The dire straits of student politics: Which way is the shore?
Photo: Amirul Rajiv
None of this -- functioning student unions, political non-interference, a solid education policy, and elimination of weapons on campus -- will come by automatically. We have waited long for governments to do this for us, but only in vein. Even the current caretaker government, with little (apparent) stake in student politics, is not tackling the right issues in the right manner, and therefore not making much meaningful progress.
Progress is not being made because the debate is happening between the caretaker government and the political parties, not where the issue truly belongs: within the student community. It is time that those ordinary students who have thus far quietly suffered come out, unite and raise their voices against this utterly dysfunctional system. Reforms will only happen when the demands for it will come from within, vigorously and persuasively.
It is not as if students have never protested this system. However, these movements have tended to be catalysed by and masked under other causes, like the July 2002 anti-administration movement following a police raid of Shamsunnahar Hall, and died down when the primary demands were met.
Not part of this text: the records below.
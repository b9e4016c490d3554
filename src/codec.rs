//! Conversion between [`Bundle`] values and their CBOR wire form.
//!
//! A bundle is an indefinite-length CBOR array holding the primary block
//! followed by the canonical blocks, each of which is a definite-length
//! array whose last element is the optional crc value.

use crate::bundle::*;
use crate::canonical::*;
use crate::crc::*;
use crate::error::Error;
use crate::primary::*;
use serde::de::DeserializeOwned;
use serde::Serialize;

const CBOR_ARRAY_INDEFINITE: u8 = 0x9f;
const CBOR_BREAK: u8 = 0xff;
const CBOR_MAJOR_MASK: u8 = 0xe0;
const CBOR_MAJOR_ARRAY: u8 = 0x80;

/// Encode a bundle, computing all crc values on the way.
///
/// The bundle itself is left untouched, stored crc values are ignored.
pub fn encode(bundle: &Bundle) -> Result<ByteBuffer, Error> {
    let primary = &bundle.primary;
    for eid in [&primary.destination, &primary.source, &primary.report_to] {
        eid.validate()?;
    }
    for blck in &bundle.canonicals {
        if let Some(eid) = blck.previous_node_get() {
            eid.validate()?;
        }
    }

    let mut buf: ByteBuffer = vec![CBOR_ARRAY_INDEFINITE];
    buf.extend(encode_block(primary)?);
    for blck in &bundle.canonicals {
        buf.extend(encode_block(blck)?);
    }
    buf.push(CBOR_BREAK);
    Ok(buf)
}

/// Decode a bundle and verify the crc of every block against the received bytes.
///
/// Every block must be in its canonical form, i.e. encoding the decoded block
/// again yields exactly the received bytes.
pub fn decode(data: &[u8]) -> Result<Bundle, Error> {
    let (&head, _) = data
        .split_first()
        .ok_or_else(|| Error::codec(None, "empty input"))?;
    let mut pos = 1;
    let expected = if head == CBOR_ARRAY_INDEFINITE {
        None
    } else if head & CBOR_MAJOR_MASK == CBOR_MAJOR_ARRAY {
        let (len, consumed) = read_length(head, &data[1..])
            .ok_or_else(|| Error::codec(None, "truncated or invalid array header"))?;
        pos += consumed;
        Some(len)
    } else {
        return Err(Error::codec(None, "bundle is not a CBOR array"));
    };

    let mut primary: Option<(PrimaryBlock, &[u8])> = None;
    let mut canonicals: Vec<(CanonicalBlock, &[u8])> = Vec::new();
    let mut index = 0usize;
    loop {
        match expected {
            Some(len) if index as u64 == len => break,
            None if data.get(pos) == Some(&CBOR_BREAK) => {
                pos += 1;
                break;
            }
            _ => {}
        }
        if pos >= data.len() {
            return Err(Error::codec(None, "unexpected end of input"));
        }
        if index == 0 {
            let (blck, consumed) = decode_element::<PrimaryBlock>(&data[pos..], index)?;
            primary = Some((blck, &data[pos..pos + consumed]));
            pos += consumed;
        } else {
            let (blck, consumed) = decode_element::<CanonicalBlock>(&data[pos..], index)?;
            canonicals.push((blck, &data[pos..pos + consumed]));
            pos += consumed;
        }
        index += 1;
    }

    if pos != data.len() {
        return Err(Error::codec(None, "trailing bytes after bundle"));
    }
    let (primary, primary_raw) = match primary {
        Some(p) if !canonicals.is_empty() => p,
        _ => {
            return Err(Error::codec(
                None,
                "bundle needs a primary block and at least one canonical block",
            ))
        }
    };

    if primary.version() != DTN_VERSION {
        return Err(Error::VersionMismatch {
            found: primary.version(),
        });
    }

    if !verify_raw(primary.crc_type(), primary_raw)? {
        return Err(Error::CrcMismatch(0));
    }
    for (blck, raw) in &canonicals {
        if !verify_raw(blck.crc_type(), raw)? {
            return Err(Error::CrcMismatch(blck.block_number));
        }
    }

    Ok(Bundle::new(
        primary,
        canonicals.into_iter().map(|(blck, _)| blck).collect(),
    ))
}

/// Decode one block, returning it with the number of bytes it occupied.
fn decode_element<T>(data: &[u8], index: usize) -> Result<(T, usize), Error>
where
    T: DeserializeOwned + Serialize,
{
    match data.first() {
        Some(&b) if b & CBOR_MAJOR_MASK == CBOR_MAJOR_ARRAY && b != CBOR_ARRAY_INDEFINITE => {}
        _ => return Err(Error::codec(Some(index), "block is not a definite-length array")),
    }
    let mut de = serde_cbor::Deserializer::from_slice(data);
    let value = T::deserialize(&mut de).map_err(|e| Error::codec(Some(index), e))?;
    let consumed = de.byte_offset();

    let canonical = serde_cbor::to_vec(&value).map_err(|e| Error::codec(Some(index), e))?;
    if canonical.as_slice() != &data[..consumed] {
        return Err(Error::codec(Some(index), "non-canonical encoding"));
    }
    Ok((value, consumed))
}

/// Length argument of a CBOR header, with the number of extra bytes read.
fn read_length(head: u8, rest: &[u8]) -> Option<(u64, usize)> {
    let info = head & 0x1f;
    let n = match info {
        0..=23 => return Some((info as u64, 0)),
        24 => 1,
        25 => 2,
        26 => 4,
        27 => 8,
        _ => return None,
    };
    let bytes = rest.get(..n)?;
    let len = bytes.iter().fold(0u64, |acc, &b| (acc << 8) | b as u64);
    Some((len, n))
}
While July 2002 was an inspiring saga of ordinary students rising up to protest gross injustice, and ultimately succeeding to oust the VC, most of the seven-point demands, including restructuring of university regulations to eliminate hall-occupation and armed terrorists on campus, never reached fruition.
Nevertheless, the lesson to be learned from the 2002 movement and the long list of others that have happened before and since is that ordinary students not belonging to any political party can unite and strongly challenge the status quo. And that is what is once again necessary. Leadership and organisation of this movement must come from all individuals and groups from various corners of the student community who are disenchanted and marginalised by the system -- the left groups, the cultural associations, the study circles, and so on.
Indeed, they are the only entities that still have a degree of acceptability within the general student community (this is evident in the fact that most post-91 student movements -- including the nineties movements against rapists in Jahangirnagar, the July 2002 movement, the 2003 movement protesting the attack on Prof. Humayun Azad, the 2006 movements on Fulbari and Kansat, etc.) have spontaneously organised themselves under leadership of these groups and actively kept out the mainstream entities like Chhatro Dol and Chhatro League.
If we look back at our history of student politics, the most glorious phases have been those where students have treaded over ideological boundaries and united under common cause. The time has come again when the youth must unite to stop their destiny from being determined by ill-willed conspiracies. Let us unite again to finally make student politics "of the students, for the students, and by the students."